If you watch crime dramas on TV, you have probably heard the term “accessory after the fact” — but like most people, you may not know what the term means or what the crime involves. Being an accessory to a felony in Muskogee, Oklahoma is a crime all on its own. And it is a crime that is usually born out of our desire to help a loved one who has run afoul of the law and is in trouble.
We all want to help a loved one who gets into trouble with the law. But you must be careful about how you do it. Otherwise, you may be in trouble too.
Accessory to a Felony in Muskogee Defined
In Muskogee, a person committing a crime is classified as either a “principal” or an “accessory.” Okla. Stat. 21 § 171
A principal is legally defined as the person who is concerned in the commission of a crime, acting directly or indirectly in its commission. Okla.
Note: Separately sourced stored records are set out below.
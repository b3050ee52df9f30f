use strum_macros::IntoStaticStr;
use thiserror::Error;

use super::tiles::TileSeq;

/// Rule violations reported by the game engine.
///
/// Every engine operation is all-or-nothing: when one of these is returned,
/// no state was changed.
#[derive(Debug, Clone, PartialEq, Eq, Error, IntoStaticStr)]
#[strum(serialize_all = "snake_case")]
pub enum GameError {
    #[error("Not enough tiles in the bag: requested {requested}, remaining {remaining}")]
    InsufficientTiles { requested: usize, remaining: usize },

    #[error("Tile {seq} has already been drawn")]
    AlreadyDrawn { seq: TileSeq },

    #[error("Tile {seq} is not in the rack")]
    NotInRack { seq: TileSeq },

    #[error("Cell ({x}, {y}) is already occupied")]
    CellOccupied { x: i32, y: i32 },

    #[error("Cell ({x}, {y}) is outside the grid")]
    OutOfBounds { x: i32, y: i32 },

    #[error("Tile {seq} is not on the board")]
    NotOnBoard { seq: TileSeq },

    #[error("Tile {seq} is locked")]
    TileLocked { seq: TileSeq },

    #[error("Game is not active")]
    GameNotActive,

    #[error("Exactly 2 players are required, found {count}")]
    WrongPlayerCount { count: usize },

    #[error("Player is not seated in this room")]
    NotInRoom,

    #[error("Rack must be empty to call MIXMO")]
    RackNotEmpty,

    #[error("Cannot start game: {0}")]
    InvalidStartPrecondition(String),

    #[error("Grid bounds are fixed in this room")]
    FixedBounds,

    #[error("Invalid joker letter: {0}")]
    InvalidLetter(String),

    #[error("Unknown tile {seq}")]
    TileNotFound { seq: TileSeq },

    #[error("Game not found for room: {0}")]
    GameNotFound(String),
}

impl GameError {
    /// Stable machine-readable code, e.g. `rack_not_empty`
    pub fn kind(&self) -> &'static str {
        self.into()
    }
}

#[cfg(test)]
mod tests {
    use super::*;

    #[test]
    fn test_kind_is_snake_case() {
        assert_eq!(GameError::RackNotEmpty.kind(), "rack_not_empty");
        assert_eq!(
            GameError::InsufficientTiles {
                requested: 4,
                remaining: 3
            }
            .kind(),
            "insufficient_tiles"
        );
        assert_eq!(GameError::CellOccupied { x: 1, y: 2 }.kind(), "cell_occupied");
    }

    #[test]
    fn test_display_includes_details() {
        let err = GameError::OutOfBounds { x: -1, y: 3 };
        assert_eq!(err.to_string(), "Cell (-1, 3) is outside the grid");
    }
}
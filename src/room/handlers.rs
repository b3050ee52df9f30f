use axum::{
    extract::{Path, State},
    Extension, Json,
};
use tracing::{info, instrument};

use super::types::{RoomCreateRequest, RoomResponse};
use crate::session::PlayerClaims;
use crate::shared::{AppError, AppState};

/// HTTP handler for creating a new room
///
/// POST /rooms
/// The caller becomes the owner and takes seat 1
#[instrument(name = "create_room", skip(state, claims))]
pub async fn create_room(
    State(state): State<AppState>,
    Extension(claims): Extension<PlayerClaims>,
    Json(request): Json<RoomCreateRequest>,
) -> Result<Json<RoomResponse>, AppError> {
    let room = state
        .room_service
        .create_room(&claims.player_id, request)
        .await?;

    info!(room_id = %room.id, owner_id = %room.owner_id, "Room created via HTTP");
    Ok(Json(room))
}

/// GET /rooms
#[instrument(name = "list_rooms", skip(state))]
pub async fn list_rooms(
    State(state): State<AppState>,
) -> Result<Json<Vec<RoomResponse>>, AppError> {
    let rooms = state.room_service.list_rooms().await?;
    Ok(Json(rooms))
}

/// GET /rooms/:room_id
#[instrument(name = "get_room", skip(state))]
pub async fn get_room(
    State(state): State<AppState>,
    Path(room_id): Path<String>,
) -> Result<Json<RoomResponse>, AppError> {
    let room = state.room_service.get_room(&room_id).await?;
    Ok(Json(room))
}

/// POST /rooms/:room_id/join
#[instrument(name = "join_room", skip(state, claims))]
pub async fn join_room(
    State(state): State<AppState>,
    Extension(claims): Extension<PlayerClaims>,
    Path(room_id): Path<String>,
) -> Result<Json<RoomResponse>, AppError> {
    let room = state
        .room_service
        .join_room(&room_id, &claims.player_id)
        .await?;
    Ok(Json(room))
}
Stat. tit. 21 § 172
An accessory is someone who conceals or aids the offender after the commission of the crime, knowing that the offender has committed a felony in Muskogee.
In order to be convicted, the accessory must have taken these actions with the intent to help the offender avoid or escape arrest, trial, conviction or punishment. Okla. Stat. tit. 21 § 173
A prosecutor must prove every element of the crime beyond a reasonable doubt in order to secure a conviction. Here are the elements of this crime:
- actively conceals or aids the offender;
- after the commission of a felony;
- with the knowledge that the offender has committed the felony; and
- with the intent that the offender avoid or escape arrest, trial, conviction, or punishment.
Knowledge and intent are key elements of this crime. The accessory must know that the offender committed the crime and that with that knowledge, actively conceal or aid the offender with the intent to help them escape arrest or punishment.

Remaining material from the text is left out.